The Times credited this operation with releases about journalists at CNN, The Washington Post and The Times, writing that the information was publicized “in response to reporting or commentary that the White House’s allies consider unfair to Mr. Trump and his team or harmful to his reelection prospects.”

Sources pointed to Arthur Schwartz as a central player in the operation. Schwartz, a conservative consultant who is a friend and informal adviser to Donald Trump Jr., has previously tweeted alluding to knowledge of or asserting involvement with such dossiers on journalists.
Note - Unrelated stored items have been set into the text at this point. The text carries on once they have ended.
impl CommandBuffer {
    /// Create an empty buffer.
    pub fn new() -> Self {
        Self {
            stamp: next_stamp(),
            local_count: 0,
            local_destroyed: HashSet::new(),
            created: StoreSet::default(),
            modified: StoreSet::default(),
            removes: Vec::new(),
            removes_by_type: HashMap::new(),
            destroys: Vec::new(),
            last_merge_report: MergeReport::default(),
        }
    }

    // -- local handles -----------------------------------------------------

    /// Whether `entity` was created by this buffer since its last clear.
    pub fn is_local(&self, entity: Entity) -> bool {
        let raw = entity.to_raw();
        raw >= LOCAL_BASE
            && (raw - LOCAL_BASE) >> INDEX_BITS == self.stamp
            && raw & INDEX_MASK < self.local_count
    }

    fn local_handle(&self, index: u32) -> Entity {
        Entity::from_raw(LOCAL_BASE | (self.stamp << INDEX_BITS) | index)
    }

    /// Storage slot of a local handle in the new-entity store.
    fn slot(local: Entity) -> Entity {
        Entity::from_raw((local.to_raw() & INDEX_MASK) + 1)
    }

    /// Reject handles that look local but were not issued here.
    fn check_target(&self, entity: Entity) -> Result<(), EcsError> {
        if entity.to_raw() >= LOCAL_BASE && !self.is_local(entity) {
            return Err(EcsError::UnmappedLocalEntity { entity });
        }
        Ok(())
    }

    // -- recording ---------------------------------------------------------

    /// Create `count` buffer-local entities with no components.
    ///
    /// # Panics
    ///
    /// Panics if the buffer would hold more than `2^19` local entities.
    pub fn create(&mut self, count: usize) -> Vec<Entity> {
        let start = self.local_count;
        assert!(
            start as usize + count <= INDEX_MASK as usize + 1,
            "command buffer local entity space exhausted: {start} issued, {count} more requested"
        );
        self.local_count += count as u32;
        (start..self.local_count).map(|i| self.local_handle(i)).collect()
    }

    /// Create `count` local entities, each with a clone of `prototype`.
    pub fn create_with<T: Component>(&mut self, count: usize, prototype: T) -> Result<Vec<Entity>, EcsError> {
        let entities = self.create(count);
        self.add(&entities, prototype)?;
        Ok(entities)
    }

    /// Create one local entity per value.
    pub fn create_each<T: Component>(&mut self, values: Vec<T>) -> Result<Vec<Entity>, EcsError> {
        let entities = self.create(values.len());
        self.add_each(&entities, values)?;
        Ok(entities)
    }

    /// Add a clone of `prototype` to every entity.
    pub fn add<T: Component>(&mut self, entities: &[Entity], prototype: T) -> Result<(), EcsError> {
        self.add_with(entities, |_| prototype.clone())
    }

    /// Add one value per entity, index-aligned.
    pub fn add_each<T: Component>(&mut self, entities: &[Entity], values: Vec<T>) -> Result<(), EcsError> {
        if entities.len() != values.len() {
            return Err(EcsError::LengthMismatch {
                expected: entities.len(),
                actual: values.len(),
            });
        }
        for &entity in entities {
            self.check_target(entity)?;
        }
        for (&entity, value) in entities.iter().zip(values) {
            self.record(entity, value)?;
        }
        Ok(())
    }

    /// Add `make(entity)` to every entity.
    ///
    /// Adding a non-tag component twice through the same buffer is a
    /// [`EcsError::DuplicateComponent`]. Whether an existing entity already
    /// has the component is checked at merge time.
    pub fn add_with<T, F>(&mut self, entities: &[Entity], mut make: F) -> Result<(), EcsError>
    where
        T: Component,
        F: FnMut(Entity) -> T,
    {
        for &entity in entities {
            self.check_target(entity)?;
        }
        for &entity in entities {
            let value = make(entity);
            self.record(entity, value)?;
        }
        Ok(())
    }

    fn record<T: Component>(&mut self, entity: Entity, value: T) -> Result<(), EcsError> {
        if !self.is_local(entity) {
            self.modified.typed_mut::<T>()?.insert(entity, value)?;
            return Ok(());
        }
        if self.local_destroyed.contains(&entity) {
            return Ok(());
        }
        self.created
            .typed_mut::<T>()?
            .insert(Self::slot(entity), value)
            .map_err(|_| EcsError::DuplicateComponent {
                entity,
                component: std::any::type_name::<T>().to_owned(),
            })?;
        Ok(())
    }

    /// Remove `T` from every entity.
    ///
    /// On local entities the removal is immediate. On existing entities it
    /// also cancels an add of `T` recorded earlier in this buffer.
    pub fn remove<T: Component>(&mut self, entities: &[Entity]) -> Result<(), EcsError> {
        for &entity in entities {
            self.check_target(entity)?;
        }
        let descriptor = ComponentDescriptor::of::<T>();
        for &entity in entities {
            if self.is_local(entity) {
                if let Some(store) = self.created.stores_of(&descriptor) {
                    store.remove(Self::slot(entity));
                }
                continue;
            }
            if let Some(store) = self.modified.stores_of(&descriptor) {
                store.remove(entity);
            }
            let index = match self.removes_by_type.get(&descriptor.type_id()) {
                Some(&index) => index,
                None => {
                    self.removes.push((descriptor, Vec::new()));
                    self.removes_by_type
                        .insert(descriptor.type_id(), self.removes.len() - 1);
                    self.removes.len() - 1
                }
            };
            self.removes[index].1.push(entity);
        }
        Ok(())
    }

    /// Destroy every entity. Local entities are simply never created.
    pub fn destroy(&mut self, entities: &[Entity]) -> Result<(), EcsError> {
        for &entity in entities {
            self.check_target(entity)?;
        }
        for &entity in entities {
            if self.is_local(entity) {
                self.created.remove_entity(Self::slot(entity));
                self.local_destroyed.insert(entity);
            } else {
                self.modified.remove_entity(entity);
                self.destroys.push(entity);
            }
        }
        Ok(())
    }

    // -- local reads -------------------------------------------------------

    /// Component `T` of a local entity, as recorded so far.
    pub fn get<T: Component>(&self, local: Entity) -> Option<&T> {
        if !self.is_local(local) {
            return None;
        }
        self.created.typed::<T>()?.get(Self::slot(local))
    }

    /// Whether a local entity currently has `T` in this buffer.
    pub fn has<T: Component>(&self, local: Entity) -> bool {
        self.get::<T>(local).is_some()
    }

    /// Number of local entities that will be created on merge.
    pub fn pending_creates(&self) -> usize {
        self.local_count as usize - self.local_destroyed.len()
    }

    /// Whether nothing has been recorded.
    pub fn is_empty(&self) -> bool {
        self.pending_creates() == 0
            && self.destroys.is_empty()
            && self.removes.iter().all(|(_, e)| e.is_empty())
            && self.modified.live_len() == 0
    }

    /// Report from the last [`apply`](Self::apply) call.
    pub fn last_merge_report(&self) -> &MergeReport {
        &self.last_merge_report
    }

    /// Drop everything recorded so far.
    pub fn clear(&mut self) {
        self.stamp = next_stamp();
        self.local_count = 0;
        self.local_destroyed.clear();
        self.created.clear();
        self.modified.clear();
        self.removes.clear();
        self.removes_by_type.clear();
        self.destroys.clear();
    }

    // -- merge -------------------------------------------------------------

    /// Merge the buffer into `world` and clear it.
    ///
    /// Operations whose target entity is no longer alive are skipped with a
    /// warning. Adding a non-tag component to an entity that already has it
    /// (and does not lose it through this same buffer) fails the whole merge
    /// with [`EcsError::DuplicateComponent`] before anything is applied; the
    /// buffer is left untouched in that case.
    pub fn apply(&mut self, world: &mut World) -> Result<MergeReport, EcsError> {
        if self.is_empty() {
            self.clear();
            self.last_merge_report = MergeReport::default();
            return Ok(MergeReport::default());
        }

        // --- Validation (no mutation) ---
        let mut report = MergeReport::default();
        let destroyed: HashSet<Entity> = self
            .destroys
            .iter()
            .copied()
            .filter(|&e| world.is_valid(e))
            .collect();
        let removed: HashSet<(TypeId, Entity)> = self
            .removes
            .iter()
            .flat_map(|(d, entities)| entities.iter().map(move |&e| (d.type_id(), e)))
            .collect();

        let mut dropped: HashSet<Entity> = HashSet::new();
        for store in &self.modified.stores {
            let descriptor = store.descriptor();
            let key = world.registry().lookup(descriptor.type_id());
            for &entity in store.entities(StageRange::Alive) {
                if !world.is_valid(entity) || destroyed.contains(&entity) {
                    warn!(entity = %entity, component = store.name(), "add skipped: target no longer exists");
                    dropped.insert(entity);
                    report.skipped += 1;
                    continue;
                }
                let Some(key) = key else {
                    continue;
                };
                if world.has_key(key, entity)
                    && !store.is_tag()
                    && !removed.contains(&(descriptor.type_id(), entity))
                {
                    return Err(EcsError::DuplicateComponent {
                        entity,
                        component: world.registry().name(key).to_owned(),
                    });
                }
            }
        }

        // --- Allocation and remap ---
        let locals: Vec<Entity> = (0..self.local_count)
            .map(|i| self.local_handle(i))
            .filter(|e| !self.local_destroyed.contains(e))
            .collect();
        let real = world.create(locals.len());
        let remap: HashMap<Entity, Entity> = locals
            .iter()
            .map(|&local| Self::slot(local))
            .zip(real.iter().copied())
            .collect();
        report.created = real.len();

        // --- Removes, then destroys ---
        for (descriptor, entities) in &self.removes {
            let live: Vec<Entity> = entities
                .iter()
                .copied()
                .filter(|&e| {
                    let alive = world.is_valid(e);
                    if !alive {
                        warn!(entity = %e, component = descriptor.type_name(), "remove skipped: target no longer exists");
                    }
                    alive
                })
                .collect();
            report.skipped += entities.len() - live.len();
            if let Some(key) = world.registry().lookup(descriptor.type_id()) {
                report.removed += world.remove_key(key, &live);
            }
        }
        report.skipped += self.destroys.len() - destroyed.len();
        report.destroyed = world.destroy(&self.destroys);

        // --- Adds ---
        for store in &mut self.modified.stores {
            let keep = |e: Entity| (!dropped.contains(&e)).then_some(e);
            report.added += world.absorb(&mut **store, &keep)?;
        }
        for store in &mut self.created.stores {
            let to_real = |slot: Entity| remap.get(&slot).copied();
            report.added += world.absorb(&mut **store, &to_real)?;
        }

        debug!(
            created = report.created,
            destroyed = report.destroyed,
            added = report.added,
            removed = report.removed,
            skipped = report.skipped,
            "command buffer merged"
        );
        self.clear();
        self.last_merge_report = report;
        Ok(report)
    }
}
The Times acknowledged in its article that it is not possible to independently assess the claims about the quantity or potential significance of the dossiers, and that “some involved in the operation have histories of bluster and exaggeration.”

However, as The Times wrote, the release of information about the operation and its goals may itself be an effort to intimidate journalists or their employers.

“Some reporters have been warned that they or their news organizations could be targets,” The Times wrote, “creating the impression that the campaign intended in part to deter them from aggressive coverage as well as to inflict punishment after an article has been published.”

The White House press office told The Times that neither Trump nor anyone in the White House was involved in or aware of the operation, and that neither the White House nor the Republican National Committee was providing it funding.

Times publisher A.G. Sulzberger said in a statement that using these techniques as a warning against and retribution for pursuing coverage critical of the president escalates the president’s campaign against a free press.

“They are seeking to harass and embarrass anyone affiliated with the leading news organizations that are asking tough questions and bringing uncomfortable truths to light,” Mr. Sulzberger said in The Times. “The goal of this campaign is clearly to intimidate journalists from doing their job… The Times will not be intimidated or silenced.”